Problem statement
Beginning at the line containing "pub fn depth(&self)" in the material below and ending at the line containing "impl fmt::Debug for RequestContext", return each line exactly and add nothing.

--------------------

//! Per-request context carrier.
//!
//! `RequestContext` is an immutable chain of typed values. Attaching a value returns a new
//! context that shares everything already attached; the original is left untouched, so a
//! context handed to one call can never be changed underneath another.
//!
//! One context is created per request (see `middleware::auth::access`) and travels in the
//! request extensions; nothing here is global.

use std::any::{Any, type_name};
use std::fmt;
use std::sync::Arc;

struct Node {
    value: Box<dyn Any + Send + Sync>,
    type_name: &'static str,
    parent: Option<Arc<Node>>,
}

#[derive(Clone, Default)]
pub struct RequestContext {
    head: Option<Arc<Node>>,
}

impl RequestContext {
    pub fn new() -> Self {
        Self::default()
    }

    /// Return a context that also carries `value`. O(1); `self` is unchanged.
    #[must_use]
    pub fn attach<T: Any + Send + Sync>(&self, value: T) -> Self {
        Self {
            head: Some(Arc::new(Node {
                value: Box::new(value),
                type_name: type_name::<T>(),
                parent: self.head.clone(),
            })),
        }
    }

    /// Most recently attached value of type `T`, if any.
    pub fn retrieve<T: Any>(&self) -> Option<&T> {
        self.nodes().find_map(|node| node.value.downcast_ref::<T>())
    }

    /// Number of values attached along the chain.
    #[cfg(test)]
    pub fn depth(&self) -> usize {
        self.nodes().count()
    }

    fn nodes(&self) -> impl Iterator<Item = &Node> {
        std::iter::successors(self.head.as_deref(), |node| node.parent.as_deref())
    }
}

impl fmt::Debug for RequestContext {
    // Type names only: values may be credentials.
    fn fmt(&self, f: &mut fmt::Formatter<'_>) -> fmt::Result {
        f.debug_list()
            .entries(self.nodes().map(|node| node.type_name))
            .finish()
    }
}
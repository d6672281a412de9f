/*
 * Responsibility
 * - v1 の URL 構造を定義 (/movies, /logger)
 * - 認証/認可の middleware は app 側で nest 前に掛ける
 * - fallback も layer の前に登録して、一致しない path も認証/認可を通す
 * - /health は認証不要なので app 側で v1 の外に置く
 */
use axum::{Router, routing::get};

use crate::state::AppState;

use crate::api::v1::handlers::{
    fallback::unknown_route,
    logger::{read_logger, update_logger},
    movies::{create_movie, delete_movie, get_movie, list_movies, update_movie},
};

pub fn routes() -> Router<AppState> {
    Router::new()
        .route("/movies", get(list_movies).post(create_movie))
        .route(
            "/movies/{id}",
            get(get_movie).put(update_movie).delete(delete_movie),
        )
        .route("/logger", get(read_logger).put(update_logger))
        .fallback(unknown_route)
}
/*!
 * Request context extractor
 *
 * Responsibility:
 * - access middleware が組み立てた RequestContext を handler に提供する
 * - 型定義は services::auth::context 側、ここは axum との接続だけ
 */

mod core;

pub use core::Ctx;
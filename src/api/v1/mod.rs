/*
 * Responsibility
 * - v1 の公開ポイント (routes() の re-export など)
 */
pub mod dto;
pub mod extractors;
pub mod handlers;
mod routes;

pub use routes::routes;
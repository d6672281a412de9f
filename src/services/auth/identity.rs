//! Identity values carried through a request: access token, realm and subject.

use std::fmt;

use secrecy::{ExposeSecret, SecretString};

use super::context::RequestContext;
use crate::error::Error;

/// Realm used in challenges when none was set for the request.
pub const DEFAULT_REALM: &str = "movie-api";

/// Token type of `Authorization: Bearer ...` credentials.
pub const BEARER_TOKEN_TYPE: &str = "Bearer";

/// Bearer credential taken from a request.
///
/// The token is kept as a [`SecretString`]; `Debug` never prints it.
#[derive(Clone)]
pub struct AccessToken {
    token: SecretString,
    token_type: String,
}

impl AccessToken {
    pub fn new(token: impl Into<String>, token_type: impl Into<String>) -> Self {
        Self {
            token: SecretString::from(token.into()),
            token_type: token_type.into(),
        }
    }

    /// Parse an `Authorization` header value using the bearer scheme.
    ///
    /// `None` for any other scheme. `Bearer` with no credential parses to an empty token,
    /// which [`RequestContext::access_token`] later refuses.
    pub fn from_authorization_header(value: &str) -> Option<Self> {
        let value = value.trim();
        let (scheme, rest) = value.split_once(' ').unwrap_or((value, ""));
        scheme
            .eq_ignore_ascii_case(BEARER_TOKEN_TYPE)
            .then(|| Self::new(rest.trim(), BEARER_TOKEN_TYPE))
    }

    pub fn token(&self) -> &str {
        self.token.expose_secret()
    }

    pub fn token_type(&self) -> &str {
        &self.token_type
    }

    pub fn is_empty(&self) -> bool {
        self.token().is_empty()
    }
}

impl PartialEq for AccessToken {
    fn eq(&self, other: &Self) -> bool {
        self.token() == other.token() && self.token_type == other.token_type
    }
}

impl Eq for AccessToken {}

impl fmt::Debug for AccessToken {
    fn fmt(&self, f: &mut fmt::Formatter<'_>) -> fmt::Result {
        f.debug_struct("AccessToken")
            .field("token", &"[REDACTED]")
            .field("token_type", &self.token_type)
            .finish()
    }
}

/// Protection domain named in `WWW-Authenticate` challenges.
#[derive(Debug, Clone, PartialEq, Eq)]
pub struct Realm(String);

impl Realm {
    pub fn new(name: impl Into<String>) -> Self {
        Self(name.into())
    }

    pub fn as_str(&self) -> &str {
        &self.0
    }
}

impl Default for Realm {
    fn default() -> Self {
        Self::new(DEFAULT_REALM)
    }
}

impl fmt::Display for Realm {
    fn fmt(&self, f: &mut fmt::Formatter<'_>) -> fmt::Result {
        f.write_str(&self.0)
    }
}

/// The authenticated principal.
///
/// `email` is the identifier the policy store knows the subject by.
#[derive(Debug, Clone, PartialEq, Eq)]
pub struct Subject {
    pub email: String,
    pub name: Option<String>,
    pub roles: Vec<String>,
}

impl Subject {
    pub fn new(email: impl Into<String>) -> Self {
        Self {
            email: email.into(),
            name: None,
            roles: Vec::new(),
        }
    }

    pub fn id(&self) -> &str {
        &self.email
    }
}

impl RequestContext {
    #[must_use]
    pub fn with_access_token(&self, token: AccessToken) -> Self {
        self.attach(token)
    }

    /// The request's access token.
    ///
    /// # Errors
    /// `Unauthenticated` when no token was attached, and also when the attached token is
    /// empty.
    pub fn access_token(&self) -> Result<&AccessToken, Error> {
        let token = self.retrieve::<AccessToken>().ok_or_else(|| {
            Error::unauthenticated("access token required").with_param("reason", "missing")
        })?;

        if token.is_empty() {
            return Err(Error::unauthenticated("access token is empty")
                .with_param("reason", "empty")
                .with_param("token_type", token.token_type()));
        }
        Ok(token)
    }

    #[must_use]
    pub fn with_realm(&self, realm: Realm) -> Self {
        self.attach(realm)
    }

    /// The request's realm, or the default realm when none was set.
    pub fn realm(&self) -> Realm {
        self.retrieve::<Realm>().cloned().unwrap_or_default()
    }

    #[must_use]
    pub fn with_subject(&self, subject: Subject) -> Self {
        self.attach(subject)
    }

    /// # Errors
    /// `Unauthenticated` when no subject was resolved for the request.
    pub fn subject(&self) -> Result<&Subject, Error> {
        self.retrieve::<Subject>()
            .ok_or_else(|| Error::unauthenticated("no authenticated subject"))
    }
}

#[cfg(test)]
mod tests {
    use super::*;
    use crate::error::Kind;

    fn token() -> AccessToken {
        AccessToken::new("abcdef123", BEARER_TOKEN_TYPE)
    }

    #[test]
    fn access_token_round_trips_through_context() {
        let ctx = RequestContext::new().with_access_token(token());
        assert_eq!(ctx.access_token().unwrap(), &token());
    }

    #[test]
    fn missing_access_token_is_unauthenticated() {
        let err = RequestContext::new().access_token().unwrap_err();

        assert_eq!(err.kind(), Kind::Unauthenticated);
        assert_eq!(err.params_text(), "reason=missing");
    }

    #[test]
    fn empty_access_token_is_unauthenticated_not_success() {
        let ctx = RequestContext::new().with_access_token(AccessToken::new("", BEARER_TOKEN_TYPE));
        let err = ctx.access_token().unwrap_err();

        assert_eq!(err.kind(), Kind::Unauthenticated);
        assert!(err.params_text().contains("reason=empty"));
    }

    #[test]
    fn realm_defaults_when_unset() {
        assert_eq!(RequestContext::new().realm(), Realm::default());
        assert_eq!(RequestContext::new().realm().as_str(), DEFAULT_REALM);
    }

    #[test]
    fn realm_set_on_context_is_returned() {
        let ctx = RequestContext::new().with_realm(Realm::new("backoffice"));
        assert_eq!(ctx.realm().as_str(), "backoffice");
    }

    #[test]
    fn subject_must_be_resolved() {
        assert!(RequestContext::new().subject().unwrap_err().is(Kind::Unauthenticated));

        let ctx = RequestContext::new().with_subject(Subject::new("alice@example.com"));
        assert_eq!(ctx.subject().unwrap().id(), "alice@example.com");
    }

    #[test]
    fn parses_bearer_header() {
        let at = AccessToken::from_authorization_header("Bearer abcdef123").unwrap();
        assert_eq!(at, token());

        let lower = AccessToken::from_authorization_header("bearer abcdef123").unwrap();
        assert_eq!(lower.token(), "abcdef123");
        assert_eq!(lower.token_type(), BEARER_TOKEN_TYPE);
    }

    #[test]
    fn bearer_without_credential_is_an_empty_token() {
        let at = AccessToken::from_authorization_header("Bearer").unwrap();
        assert!(at.is_empty());

        let spaced = AccessToken::from_authorization_header("Bearer    ").unwrap();
        assert!(spaced.is_empty());
    }

    #[test]
    fn other_schemes_are_not_access_tokens() {
        assert!(AccessToken::from_authorization_header("Basic dXNlcjpwYXNz").is_none());
        assert!(AccessToken::from_authorization_header("").is_none());
    }

    #[test]
    fn token_equality_is_by_value() {
        assert_eq!(token(), AccessToken::new("abcdef123", BEARER_TOKEN_TYPE));
        assert_ne!(token(), AccessToken::new("abcdef124", BEARER_TOKEN_TYPE));
    }

    #[test]
    fn debug_redacts_the_token() {
        let dbg = format!("{:?}", token());
        assert!(!dbg.contains("abcdef123"));
        assert!(dbg.contains("REDACTED"));
    }
}
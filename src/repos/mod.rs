pub mod db;
pub mod error;
#[cfg(test)]
pub mod memory_movie_repo;
pub mod movie_repo;
/*
 * Responsibility
 * - The one error type every layer reports failures with
 * - A closed set of kinds; callers branch on kind, never on message text
 * - Wrapping keeps the lower-level cause (for the operator log) behind the outer kind
 */
use std::error::Error as StdError;
use std::fmt;

use thiserror::Error;

mod response;

pub use response::respond;

/// Boxed lower-level cause kept behind an [`Error`].
pub type BoxError = Box<dyn StdError + Send + Sync + 'static>;

/// Classification of a failure.
#[derive(Debug, Clone, Copy, PartialEq, Eq, Hash)]
pub enum Kind {
    /// Bad input from the client.
    Invalid,
    /// Credentials were required but missing or not acceptable.
    Unauthenticated,
    /// Authenticated, but not permitted to do this.
    Unauthorized,
    NotFound,
    /// Conflict with something that already exists.
    Exist,
    Database,
    /// Unexpected system fault.
    Internal,
    /// Nothing along the way classified the failure.
    Unanticipated,
}

impl Kind {
    /// Stable wire name, used in the JSON error body.
    pub const fn as_str(self) -> &'static str {
        match self {
            Self::Invalid => "invalid",
            Self::Unauthenticated => "unauthenticated",
            Self::Unauthorized => "unauthorized",
            Self::NotFound => "not_found",
            Self::Exist => "exist",
            Self::Database => "database",
            Self::Internal => "internal",
            Self::Unanticipated => "unanticipated",
        }
    }

    /// Message used when an error is built from a cause with no message of its own.
    pub const fn default_message(self) -> &'static str {
        match self {
            Self::Invalid => "invalid request",
            Self::Unauthenticated => "unauthenticated",
            Self::Unauthorized => "forbidden",
            Self::NotFound => "not found",
            Self::Exist => "already exists",
            Self::Database => "database error",
            Self::Internal => "internal server error",
            Self::Unanticipated => "unexpected error",
        }
    }

    /// Server-side faults: their detail stays in the log.
    pub const fn is_server_fault(self) -> bool {
        matches!(self, Self::Database | Self::Internal | Self::Unanticipated)
    }
}

impl fmt::Display for Kind {
    fn fmt(&self, f: &mut fmt::Formatter<'_>) -> fmt::Result {
        f.write_str(self.as_str())
    }
}

/// A classified failure.
///
/// `Display` shows only the top-level message. The wrapped cause is reachable through
/// [`StdError::source`] / [`Error::chain`] and is meant for logs, not for clients.
#[derive(Debug, Error)]
#[error("{message}")]
pub struct Error {
    kind: Kind,
    message: String,
    params: Vec<(String, String)>,
    #[source]
    source: Option<BoxError>,
}

impl Error {
    pub fn new(kind: Kind, message: impl Into<String>) -> Self {
        Self {
            kind,
            message: message.into(),
            params: Vec::new(),
            source: None,
        }
    }

    /// Classify `cause` as `kind`.
    ///
    /// When both the new kind and a wrapped [`Error`]'s kind are client-facing, the inner
    /// message is kept. Otherwise the message is the kind's default, so server-side detail
    /// never ends up in the message.
    pub fn wrap(kind: Kind, cause: impl Into<BoxError>) -> Self {
        let cause: BoxError = cause.into();
        let message = match cause.downcast_ref::<Error>() {
            Some(inner) if !kind.is_server_fault() && !inner.kind.is_server_fault() => {
                inner.message.clone()
            }
            _ => kind.default_message().to_owned(),
        };

        Self {
            kind,
            message,
            params: Vec::new(),
            source: Some(cause),
        }
    }

    pub fn wrap_with(kind: Kind, message: impl Into<String>, cause: impl Into<BoxError>) -> Self {
        Self {
            kind,
            message: message.into(),
            params: Vec::new(),
            source: Some(cause.into()),
        }
    }

    pub fn invalid(message: impl Into<String>) -> Self {
        Self::new(Kind::Invalid, message)
    }

    pub fn unauthenticated(message: impl Into<String>) -> Self {
        Self::new(Kind::Unauthenticated, message)
    }

    pub fn unauthorized(message: impl Into<String>) -> Self {
        Self::new(Kind::Unauthorized, message)
    }

    pub fn not_found(message: impl Into<String>) -> Self {
        Self::new(Kind::NotFound, message)
    }

    pub fn exist(message: impl Into<String>) -> Self {
        Self::new(Kind::Exist, message)
    }

    pub fn internal(message: impl Into<String>) -> Self {
        Self::new(Kind::Internal, message)
    }

    /// Attach a diagnostic key/value. Logged, never rendered.
    #[must_use]
    pub fn with_param(mut self, key: impl Into<String>, value: impl fmt::Display) -> Self {
        self.params.push((key.into(), value.to_string()));
        self
    }

    pub fn kind(&self) -> Kind {
        self.kind
    }

    pub fn is(&self, kind: Kind) -> bool {
        self.kind == kind
    }

    pub fn message(&self) -> &str {
        &self.message
    }

    pub fn params(&self) -> &[(String, String)] {
        &self.params
    }

    /// This error followed by every wrapped cause, outermost first.
    pub fn chain(&self) -> impl Iterator<Item = &(dyn StdError + 'static)> {
        std::iter::successors(Some(self as &(dyn StdError + 'static)), |&e| e.source())
    }

    /// Wrapped causes rendered as `a: b: c`, for the operator log.
    pub fn cause_text(&self) -> Option<String> {
        let causes: Vec<String> = self.chain().skip(1).map(ToString::to_string).collect();
        (!causes.is_empty()).then(|| causes.join(": "))
    }

    /// Params rendered as `k=v k=v`, for the operator log.
    pub fn params_text(&self) -> String {
        self.params
            .iter()
            .map(|(k, v)| format!("{k}={v}"))
            .collect::<Vec<_>>()
            .join(" ")
    }
}

/// Kind of an arbitrary error: its own kind if it is an [`Error`], else `Unanticipated`.
pub fn kind_of(err: &(dyn StdError + 'static)) -> Kind {
    err.downcast_ref::<Error>()
        .map_or(Kind::Unanticipated, Error::kind)
}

--------------------

Output of the task
    pub fn depth(&self) -> usize {
        self.nodes().count()
    }

    fn nodes(&self) -> impl Iterator<Item = &Node> {
        std::iter::successors(self.head.as_deref(), |node| node.parent.as_deref())
    }
}

impl fmt::Debug for RequestContext {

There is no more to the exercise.